### What you should do
Your task is to copy each line of the material that includes "enumerate".

### Data to examine
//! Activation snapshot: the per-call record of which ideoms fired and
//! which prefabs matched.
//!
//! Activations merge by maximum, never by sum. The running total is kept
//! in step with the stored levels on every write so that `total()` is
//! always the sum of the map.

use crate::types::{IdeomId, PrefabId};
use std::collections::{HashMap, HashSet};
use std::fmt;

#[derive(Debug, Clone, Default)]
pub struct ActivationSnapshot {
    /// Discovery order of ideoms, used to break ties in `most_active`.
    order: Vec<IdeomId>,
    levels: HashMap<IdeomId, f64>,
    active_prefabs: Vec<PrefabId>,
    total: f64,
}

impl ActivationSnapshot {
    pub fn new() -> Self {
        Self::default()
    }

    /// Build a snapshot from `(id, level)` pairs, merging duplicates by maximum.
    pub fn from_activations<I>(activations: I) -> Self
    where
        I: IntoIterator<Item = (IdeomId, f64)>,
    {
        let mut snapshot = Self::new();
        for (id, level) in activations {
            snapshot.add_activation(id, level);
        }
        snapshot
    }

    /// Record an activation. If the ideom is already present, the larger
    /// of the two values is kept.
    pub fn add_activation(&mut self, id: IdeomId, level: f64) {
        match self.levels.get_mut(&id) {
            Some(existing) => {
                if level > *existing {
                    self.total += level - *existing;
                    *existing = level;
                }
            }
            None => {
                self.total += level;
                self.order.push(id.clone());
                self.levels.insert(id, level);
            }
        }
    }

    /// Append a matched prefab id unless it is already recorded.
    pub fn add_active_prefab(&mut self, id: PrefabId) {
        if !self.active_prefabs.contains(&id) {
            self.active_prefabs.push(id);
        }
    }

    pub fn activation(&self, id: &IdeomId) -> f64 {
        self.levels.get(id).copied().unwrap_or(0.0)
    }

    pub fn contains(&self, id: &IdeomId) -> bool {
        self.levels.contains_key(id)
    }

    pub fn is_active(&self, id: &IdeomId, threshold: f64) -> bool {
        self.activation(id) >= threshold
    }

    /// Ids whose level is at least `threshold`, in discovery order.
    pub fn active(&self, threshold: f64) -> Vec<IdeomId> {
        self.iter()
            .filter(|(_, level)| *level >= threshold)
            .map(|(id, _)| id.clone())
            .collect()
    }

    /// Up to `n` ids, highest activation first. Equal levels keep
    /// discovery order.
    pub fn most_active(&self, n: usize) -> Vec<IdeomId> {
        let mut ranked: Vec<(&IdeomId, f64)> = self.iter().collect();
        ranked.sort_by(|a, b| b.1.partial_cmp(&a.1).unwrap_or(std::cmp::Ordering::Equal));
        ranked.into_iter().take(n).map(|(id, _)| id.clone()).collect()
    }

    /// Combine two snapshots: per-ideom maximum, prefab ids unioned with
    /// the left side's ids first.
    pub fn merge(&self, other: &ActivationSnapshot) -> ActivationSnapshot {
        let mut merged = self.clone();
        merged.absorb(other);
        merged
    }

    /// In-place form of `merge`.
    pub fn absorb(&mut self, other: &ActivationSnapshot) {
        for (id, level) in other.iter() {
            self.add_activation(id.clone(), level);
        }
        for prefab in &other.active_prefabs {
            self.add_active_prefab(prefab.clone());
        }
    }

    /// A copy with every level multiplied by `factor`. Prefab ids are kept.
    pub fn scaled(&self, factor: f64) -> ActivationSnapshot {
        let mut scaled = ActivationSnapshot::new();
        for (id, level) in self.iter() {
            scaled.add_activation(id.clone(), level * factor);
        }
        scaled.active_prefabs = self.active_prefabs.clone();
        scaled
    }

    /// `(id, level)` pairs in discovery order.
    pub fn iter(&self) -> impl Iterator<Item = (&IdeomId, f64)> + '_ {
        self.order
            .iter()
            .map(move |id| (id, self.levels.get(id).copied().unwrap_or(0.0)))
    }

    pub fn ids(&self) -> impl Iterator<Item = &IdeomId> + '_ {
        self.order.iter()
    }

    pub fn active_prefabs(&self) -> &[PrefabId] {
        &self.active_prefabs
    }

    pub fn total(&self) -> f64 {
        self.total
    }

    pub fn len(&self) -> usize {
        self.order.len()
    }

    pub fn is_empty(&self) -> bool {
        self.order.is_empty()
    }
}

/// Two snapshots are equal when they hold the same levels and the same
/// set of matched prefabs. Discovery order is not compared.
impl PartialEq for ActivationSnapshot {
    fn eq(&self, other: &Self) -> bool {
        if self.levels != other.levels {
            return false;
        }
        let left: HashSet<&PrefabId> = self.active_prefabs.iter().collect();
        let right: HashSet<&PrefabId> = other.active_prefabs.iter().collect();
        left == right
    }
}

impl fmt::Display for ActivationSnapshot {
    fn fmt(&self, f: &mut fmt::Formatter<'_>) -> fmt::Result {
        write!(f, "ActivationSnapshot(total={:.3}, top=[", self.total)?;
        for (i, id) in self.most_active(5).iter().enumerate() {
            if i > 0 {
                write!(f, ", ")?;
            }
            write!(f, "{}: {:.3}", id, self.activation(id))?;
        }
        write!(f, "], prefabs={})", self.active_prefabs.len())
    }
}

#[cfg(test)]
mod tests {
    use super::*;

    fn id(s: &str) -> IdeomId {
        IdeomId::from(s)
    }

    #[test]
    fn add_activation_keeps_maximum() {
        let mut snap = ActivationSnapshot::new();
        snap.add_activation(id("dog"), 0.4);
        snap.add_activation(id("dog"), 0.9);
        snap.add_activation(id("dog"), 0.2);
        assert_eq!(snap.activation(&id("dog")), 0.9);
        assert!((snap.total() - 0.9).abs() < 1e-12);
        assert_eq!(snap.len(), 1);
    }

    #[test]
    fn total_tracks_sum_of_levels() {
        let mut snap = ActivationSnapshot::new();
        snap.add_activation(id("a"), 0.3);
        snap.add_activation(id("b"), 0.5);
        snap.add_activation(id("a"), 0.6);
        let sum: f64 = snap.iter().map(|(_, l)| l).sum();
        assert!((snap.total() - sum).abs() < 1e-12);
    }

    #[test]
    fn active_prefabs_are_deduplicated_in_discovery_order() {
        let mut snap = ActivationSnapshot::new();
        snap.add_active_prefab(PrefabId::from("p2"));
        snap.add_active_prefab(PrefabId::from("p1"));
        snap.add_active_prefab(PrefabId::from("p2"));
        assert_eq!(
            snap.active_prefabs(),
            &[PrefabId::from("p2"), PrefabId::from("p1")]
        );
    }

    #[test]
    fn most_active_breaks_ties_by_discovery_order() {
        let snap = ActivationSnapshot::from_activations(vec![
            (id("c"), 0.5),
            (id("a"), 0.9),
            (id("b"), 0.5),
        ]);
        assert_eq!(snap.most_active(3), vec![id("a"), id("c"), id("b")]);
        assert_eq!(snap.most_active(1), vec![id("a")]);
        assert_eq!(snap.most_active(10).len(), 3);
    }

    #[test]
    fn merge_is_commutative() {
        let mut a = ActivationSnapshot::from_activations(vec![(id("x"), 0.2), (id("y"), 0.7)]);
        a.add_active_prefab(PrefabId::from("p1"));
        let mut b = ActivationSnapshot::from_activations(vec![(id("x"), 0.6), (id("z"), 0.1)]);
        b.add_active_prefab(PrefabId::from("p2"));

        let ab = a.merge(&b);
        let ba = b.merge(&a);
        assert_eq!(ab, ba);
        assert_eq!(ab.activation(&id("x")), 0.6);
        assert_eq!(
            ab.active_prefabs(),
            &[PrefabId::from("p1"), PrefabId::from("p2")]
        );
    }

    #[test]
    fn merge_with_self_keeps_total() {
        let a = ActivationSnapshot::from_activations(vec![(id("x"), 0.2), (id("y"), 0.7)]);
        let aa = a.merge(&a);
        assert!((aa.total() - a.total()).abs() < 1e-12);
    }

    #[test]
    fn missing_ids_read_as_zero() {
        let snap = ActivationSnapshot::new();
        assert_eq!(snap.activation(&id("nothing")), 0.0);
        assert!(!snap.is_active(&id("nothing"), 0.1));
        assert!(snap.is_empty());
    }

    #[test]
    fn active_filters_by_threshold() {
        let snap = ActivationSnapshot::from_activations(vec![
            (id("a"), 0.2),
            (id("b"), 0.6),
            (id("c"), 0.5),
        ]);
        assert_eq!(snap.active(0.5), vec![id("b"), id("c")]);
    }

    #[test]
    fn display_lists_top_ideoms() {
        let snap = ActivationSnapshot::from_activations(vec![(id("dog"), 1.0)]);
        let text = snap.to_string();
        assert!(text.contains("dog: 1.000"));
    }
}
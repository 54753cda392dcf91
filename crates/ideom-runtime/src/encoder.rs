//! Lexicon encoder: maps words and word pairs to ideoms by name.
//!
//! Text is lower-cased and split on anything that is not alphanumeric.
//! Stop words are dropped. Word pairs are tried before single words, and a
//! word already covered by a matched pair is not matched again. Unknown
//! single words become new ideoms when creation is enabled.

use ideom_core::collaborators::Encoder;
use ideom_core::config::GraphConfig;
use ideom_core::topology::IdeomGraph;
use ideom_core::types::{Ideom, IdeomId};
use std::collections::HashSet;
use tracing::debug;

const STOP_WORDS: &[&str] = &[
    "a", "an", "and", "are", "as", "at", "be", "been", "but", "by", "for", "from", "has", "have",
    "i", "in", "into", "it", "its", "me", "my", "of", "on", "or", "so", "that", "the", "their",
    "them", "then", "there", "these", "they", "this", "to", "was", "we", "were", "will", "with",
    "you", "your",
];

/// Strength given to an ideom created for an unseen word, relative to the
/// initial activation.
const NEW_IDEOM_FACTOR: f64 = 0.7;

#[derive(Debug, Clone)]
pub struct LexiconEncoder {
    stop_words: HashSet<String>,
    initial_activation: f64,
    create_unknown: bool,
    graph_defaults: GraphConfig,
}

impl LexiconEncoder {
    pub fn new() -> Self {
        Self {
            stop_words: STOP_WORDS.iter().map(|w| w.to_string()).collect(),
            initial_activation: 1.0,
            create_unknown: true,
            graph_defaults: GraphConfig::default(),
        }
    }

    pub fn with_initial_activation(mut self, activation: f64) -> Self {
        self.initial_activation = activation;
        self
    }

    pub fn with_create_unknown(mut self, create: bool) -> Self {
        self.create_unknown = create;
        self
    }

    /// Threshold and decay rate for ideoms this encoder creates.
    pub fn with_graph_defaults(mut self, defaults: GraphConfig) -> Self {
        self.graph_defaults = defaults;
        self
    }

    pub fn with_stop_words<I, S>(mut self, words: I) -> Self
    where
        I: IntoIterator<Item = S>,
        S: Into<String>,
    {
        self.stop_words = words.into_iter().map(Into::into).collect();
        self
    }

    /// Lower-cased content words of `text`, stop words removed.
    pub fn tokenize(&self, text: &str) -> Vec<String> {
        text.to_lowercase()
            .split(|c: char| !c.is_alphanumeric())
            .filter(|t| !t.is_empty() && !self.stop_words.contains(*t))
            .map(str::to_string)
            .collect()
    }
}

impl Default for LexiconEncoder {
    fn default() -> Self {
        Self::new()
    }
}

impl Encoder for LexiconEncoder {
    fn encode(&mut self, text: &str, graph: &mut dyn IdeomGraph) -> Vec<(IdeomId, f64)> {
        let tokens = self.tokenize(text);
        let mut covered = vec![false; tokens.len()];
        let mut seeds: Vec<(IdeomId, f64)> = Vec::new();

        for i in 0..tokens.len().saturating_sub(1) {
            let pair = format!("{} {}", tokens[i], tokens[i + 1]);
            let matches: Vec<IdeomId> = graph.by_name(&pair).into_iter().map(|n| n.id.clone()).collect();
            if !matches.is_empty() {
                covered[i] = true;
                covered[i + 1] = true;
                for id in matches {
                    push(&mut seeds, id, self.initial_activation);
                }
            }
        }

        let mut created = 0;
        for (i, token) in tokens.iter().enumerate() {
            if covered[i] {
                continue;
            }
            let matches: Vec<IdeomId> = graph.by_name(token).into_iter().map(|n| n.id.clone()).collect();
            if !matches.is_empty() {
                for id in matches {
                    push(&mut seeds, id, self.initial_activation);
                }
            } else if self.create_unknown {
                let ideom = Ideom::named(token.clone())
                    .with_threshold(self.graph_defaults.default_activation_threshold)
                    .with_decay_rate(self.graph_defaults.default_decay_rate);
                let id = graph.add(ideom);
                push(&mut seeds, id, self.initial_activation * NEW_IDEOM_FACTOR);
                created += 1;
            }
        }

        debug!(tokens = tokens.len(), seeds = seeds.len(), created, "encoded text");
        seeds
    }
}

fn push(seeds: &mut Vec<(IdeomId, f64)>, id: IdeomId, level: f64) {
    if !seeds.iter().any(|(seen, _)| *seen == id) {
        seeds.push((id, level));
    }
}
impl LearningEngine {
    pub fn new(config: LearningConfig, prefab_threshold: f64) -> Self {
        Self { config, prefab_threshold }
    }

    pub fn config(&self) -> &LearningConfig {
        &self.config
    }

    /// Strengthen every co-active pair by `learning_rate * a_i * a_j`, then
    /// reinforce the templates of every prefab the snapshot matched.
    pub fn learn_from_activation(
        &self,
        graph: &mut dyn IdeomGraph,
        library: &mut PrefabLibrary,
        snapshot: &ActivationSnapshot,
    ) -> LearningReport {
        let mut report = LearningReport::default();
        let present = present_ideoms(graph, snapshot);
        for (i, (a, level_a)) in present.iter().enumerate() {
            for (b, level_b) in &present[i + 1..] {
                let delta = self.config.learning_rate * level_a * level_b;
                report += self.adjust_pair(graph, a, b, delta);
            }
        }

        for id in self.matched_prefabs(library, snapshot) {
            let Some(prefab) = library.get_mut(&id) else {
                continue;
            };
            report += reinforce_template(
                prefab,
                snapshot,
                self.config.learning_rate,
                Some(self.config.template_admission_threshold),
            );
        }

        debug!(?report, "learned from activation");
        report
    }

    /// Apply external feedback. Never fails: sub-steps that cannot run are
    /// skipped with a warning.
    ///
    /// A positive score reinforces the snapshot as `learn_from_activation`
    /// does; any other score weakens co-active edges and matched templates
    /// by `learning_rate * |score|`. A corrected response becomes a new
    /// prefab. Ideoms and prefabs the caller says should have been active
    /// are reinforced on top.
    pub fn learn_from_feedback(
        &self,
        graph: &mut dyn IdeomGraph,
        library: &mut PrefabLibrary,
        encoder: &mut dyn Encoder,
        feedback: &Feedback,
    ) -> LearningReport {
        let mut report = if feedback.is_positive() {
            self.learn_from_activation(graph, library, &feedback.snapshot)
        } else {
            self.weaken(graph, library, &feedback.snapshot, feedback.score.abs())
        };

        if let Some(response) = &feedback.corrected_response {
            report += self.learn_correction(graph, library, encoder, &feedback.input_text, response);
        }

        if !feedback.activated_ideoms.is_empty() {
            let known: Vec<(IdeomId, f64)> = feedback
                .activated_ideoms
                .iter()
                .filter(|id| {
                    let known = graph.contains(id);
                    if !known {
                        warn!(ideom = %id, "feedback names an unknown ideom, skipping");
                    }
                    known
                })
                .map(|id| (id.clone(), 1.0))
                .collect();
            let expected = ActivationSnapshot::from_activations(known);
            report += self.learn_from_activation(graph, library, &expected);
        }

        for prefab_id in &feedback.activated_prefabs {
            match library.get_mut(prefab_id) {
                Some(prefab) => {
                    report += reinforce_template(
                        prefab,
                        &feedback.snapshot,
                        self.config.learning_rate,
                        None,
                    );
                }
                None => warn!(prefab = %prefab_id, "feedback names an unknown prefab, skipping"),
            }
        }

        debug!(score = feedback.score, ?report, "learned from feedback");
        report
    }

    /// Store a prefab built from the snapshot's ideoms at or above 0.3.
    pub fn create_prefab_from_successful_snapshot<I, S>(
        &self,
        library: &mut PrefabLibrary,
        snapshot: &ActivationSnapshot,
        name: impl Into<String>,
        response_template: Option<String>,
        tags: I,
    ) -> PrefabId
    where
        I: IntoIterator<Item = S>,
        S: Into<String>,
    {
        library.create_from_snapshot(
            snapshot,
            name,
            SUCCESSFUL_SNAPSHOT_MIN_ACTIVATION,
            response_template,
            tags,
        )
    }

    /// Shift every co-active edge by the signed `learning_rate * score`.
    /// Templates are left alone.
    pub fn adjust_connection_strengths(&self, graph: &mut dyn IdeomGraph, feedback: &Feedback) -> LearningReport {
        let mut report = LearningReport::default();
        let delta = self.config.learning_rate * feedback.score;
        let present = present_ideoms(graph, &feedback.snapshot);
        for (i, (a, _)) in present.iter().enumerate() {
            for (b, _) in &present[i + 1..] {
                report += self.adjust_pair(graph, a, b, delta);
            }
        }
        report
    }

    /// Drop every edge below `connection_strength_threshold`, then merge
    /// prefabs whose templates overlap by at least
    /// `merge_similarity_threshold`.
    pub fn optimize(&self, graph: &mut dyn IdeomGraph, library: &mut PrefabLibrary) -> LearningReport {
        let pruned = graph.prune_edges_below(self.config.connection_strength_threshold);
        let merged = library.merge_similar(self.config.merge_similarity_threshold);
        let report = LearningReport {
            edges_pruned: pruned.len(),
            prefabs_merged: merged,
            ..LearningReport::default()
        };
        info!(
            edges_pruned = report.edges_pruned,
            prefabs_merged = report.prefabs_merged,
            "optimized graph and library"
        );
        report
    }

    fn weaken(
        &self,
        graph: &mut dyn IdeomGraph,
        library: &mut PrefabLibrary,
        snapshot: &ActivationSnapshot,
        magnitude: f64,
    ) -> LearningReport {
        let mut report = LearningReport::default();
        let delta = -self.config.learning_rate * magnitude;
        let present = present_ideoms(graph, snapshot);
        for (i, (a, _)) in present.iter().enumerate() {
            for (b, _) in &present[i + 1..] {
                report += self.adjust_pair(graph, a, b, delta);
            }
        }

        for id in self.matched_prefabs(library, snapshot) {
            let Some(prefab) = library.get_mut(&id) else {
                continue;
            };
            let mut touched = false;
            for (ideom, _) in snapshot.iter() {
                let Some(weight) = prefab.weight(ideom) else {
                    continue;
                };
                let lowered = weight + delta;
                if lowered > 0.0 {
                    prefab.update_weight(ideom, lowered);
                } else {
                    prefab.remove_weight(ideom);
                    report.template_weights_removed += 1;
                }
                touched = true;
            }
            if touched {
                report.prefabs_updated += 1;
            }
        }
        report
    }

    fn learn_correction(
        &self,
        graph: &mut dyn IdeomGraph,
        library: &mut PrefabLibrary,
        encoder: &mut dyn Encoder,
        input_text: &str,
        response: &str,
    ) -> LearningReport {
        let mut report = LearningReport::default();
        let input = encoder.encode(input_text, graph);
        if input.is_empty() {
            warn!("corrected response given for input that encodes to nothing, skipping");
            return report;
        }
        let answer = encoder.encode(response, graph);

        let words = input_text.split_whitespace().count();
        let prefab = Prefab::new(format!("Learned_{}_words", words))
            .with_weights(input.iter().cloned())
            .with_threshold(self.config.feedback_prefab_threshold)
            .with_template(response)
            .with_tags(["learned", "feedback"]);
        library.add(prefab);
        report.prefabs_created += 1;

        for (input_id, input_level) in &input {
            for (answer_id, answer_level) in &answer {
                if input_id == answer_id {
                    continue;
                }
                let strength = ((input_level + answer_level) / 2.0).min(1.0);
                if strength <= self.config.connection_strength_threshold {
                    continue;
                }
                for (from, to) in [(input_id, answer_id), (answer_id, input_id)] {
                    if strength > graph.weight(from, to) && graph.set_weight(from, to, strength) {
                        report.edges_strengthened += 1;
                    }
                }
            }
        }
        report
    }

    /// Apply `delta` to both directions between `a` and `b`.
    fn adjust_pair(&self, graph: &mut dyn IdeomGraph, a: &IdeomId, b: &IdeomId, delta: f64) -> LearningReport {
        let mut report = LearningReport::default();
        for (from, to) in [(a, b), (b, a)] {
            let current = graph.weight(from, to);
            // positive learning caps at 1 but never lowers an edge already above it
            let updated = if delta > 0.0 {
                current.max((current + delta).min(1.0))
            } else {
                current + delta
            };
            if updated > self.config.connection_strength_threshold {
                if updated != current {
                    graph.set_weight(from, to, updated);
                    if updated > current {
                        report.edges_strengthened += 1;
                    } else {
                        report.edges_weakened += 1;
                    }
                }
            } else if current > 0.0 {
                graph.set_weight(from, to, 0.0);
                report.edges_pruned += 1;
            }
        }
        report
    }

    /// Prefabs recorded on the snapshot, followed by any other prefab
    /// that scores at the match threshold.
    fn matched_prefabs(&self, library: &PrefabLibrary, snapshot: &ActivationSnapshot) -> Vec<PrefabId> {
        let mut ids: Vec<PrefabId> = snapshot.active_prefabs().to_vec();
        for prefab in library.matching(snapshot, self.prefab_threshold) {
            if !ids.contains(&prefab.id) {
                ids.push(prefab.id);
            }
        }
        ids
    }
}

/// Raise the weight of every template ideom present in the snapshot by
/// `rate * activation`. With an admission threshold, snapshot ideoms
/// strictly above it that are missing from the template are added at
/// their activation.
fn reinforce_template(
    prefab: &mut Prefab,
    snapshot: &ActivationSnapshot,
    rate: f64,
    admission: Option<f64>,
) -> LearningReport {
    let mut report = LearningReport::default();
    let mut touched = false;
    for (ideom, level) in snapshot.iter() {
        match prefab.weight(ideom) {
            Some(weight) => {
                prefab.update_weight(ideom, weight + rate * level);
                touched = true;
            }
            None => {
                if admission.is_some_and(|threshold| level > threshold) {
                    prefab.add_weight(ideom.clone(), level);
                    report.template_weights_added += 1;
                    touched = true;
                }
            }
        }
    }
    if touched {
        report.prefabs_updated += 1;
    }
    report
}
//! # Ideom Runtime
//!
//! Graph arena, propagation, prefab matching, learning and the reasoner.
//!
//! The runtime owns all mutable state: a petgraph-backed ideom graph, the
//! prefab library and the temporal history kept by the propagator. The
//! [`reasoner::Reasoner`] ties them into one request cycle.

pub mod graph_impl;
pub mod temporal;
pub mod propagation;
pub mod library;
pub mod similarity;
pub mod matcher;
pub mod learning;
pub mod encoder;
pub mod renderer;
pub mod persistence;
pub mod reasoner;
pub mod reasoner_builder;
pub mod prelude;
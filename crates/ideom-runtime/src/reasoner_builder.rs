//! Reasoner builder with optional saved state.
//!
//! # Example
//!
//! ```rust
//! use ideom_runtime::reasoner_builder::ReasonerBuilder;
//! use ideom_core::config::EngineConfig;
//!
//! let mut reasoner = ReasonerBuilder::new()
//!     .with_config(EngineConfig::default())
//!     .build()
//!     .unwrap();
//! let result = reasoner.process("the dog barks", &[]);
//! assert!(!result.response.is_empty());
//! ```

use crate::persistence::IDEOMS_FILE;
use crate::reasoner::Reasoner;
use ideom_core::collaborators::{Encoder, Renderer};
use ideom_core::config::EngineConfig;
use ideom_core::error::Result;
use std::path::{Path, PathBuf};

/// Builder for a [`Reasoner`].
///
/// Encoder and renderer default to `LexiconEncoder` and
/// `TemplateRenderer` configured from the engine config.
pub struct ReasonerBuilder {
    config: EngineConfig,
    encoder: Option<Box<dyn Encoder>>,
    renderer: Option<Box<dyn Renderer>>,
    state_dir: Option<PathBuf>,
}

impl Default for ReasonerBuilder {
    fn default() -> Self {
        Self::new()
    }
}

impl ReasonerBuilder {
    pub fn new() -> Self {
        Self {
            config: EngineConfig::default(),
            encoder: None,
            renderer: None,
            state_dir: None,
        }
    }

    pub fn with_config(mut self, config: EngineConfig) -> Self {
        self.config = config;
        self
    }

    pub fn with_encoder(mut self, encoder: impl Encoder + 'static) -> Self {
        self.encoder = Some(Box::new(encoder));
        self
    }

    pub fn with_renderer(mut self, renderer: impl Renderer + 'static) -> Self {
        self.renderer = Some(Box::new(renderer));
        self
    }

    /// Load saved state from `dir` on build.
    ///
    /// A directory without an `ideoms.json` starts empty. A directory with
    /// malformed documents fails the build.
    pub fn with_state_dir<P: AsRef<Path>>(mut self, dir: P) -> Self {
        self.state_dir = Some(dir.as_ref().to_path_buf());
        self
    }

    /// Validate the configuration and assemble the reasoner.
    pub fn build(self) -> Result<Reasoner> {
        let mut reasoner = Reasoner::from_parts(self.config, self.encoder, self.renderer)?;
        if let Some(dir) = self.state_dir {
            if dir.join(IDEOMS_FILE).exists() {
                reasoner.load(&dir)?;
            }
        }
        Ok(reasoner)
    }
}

### Solution for this exercise
        for (i, id) in self.most_active(5).iter().enumerate() {
        for (i, token) in tokens.iter().enumerate() {
        for (i, (a, level_a)) in present.iter().enumerate() {
        for (i, (a, _)) in present.iter().enumerate() {
        for (i, (a, _)) in present.iter().enumerate() {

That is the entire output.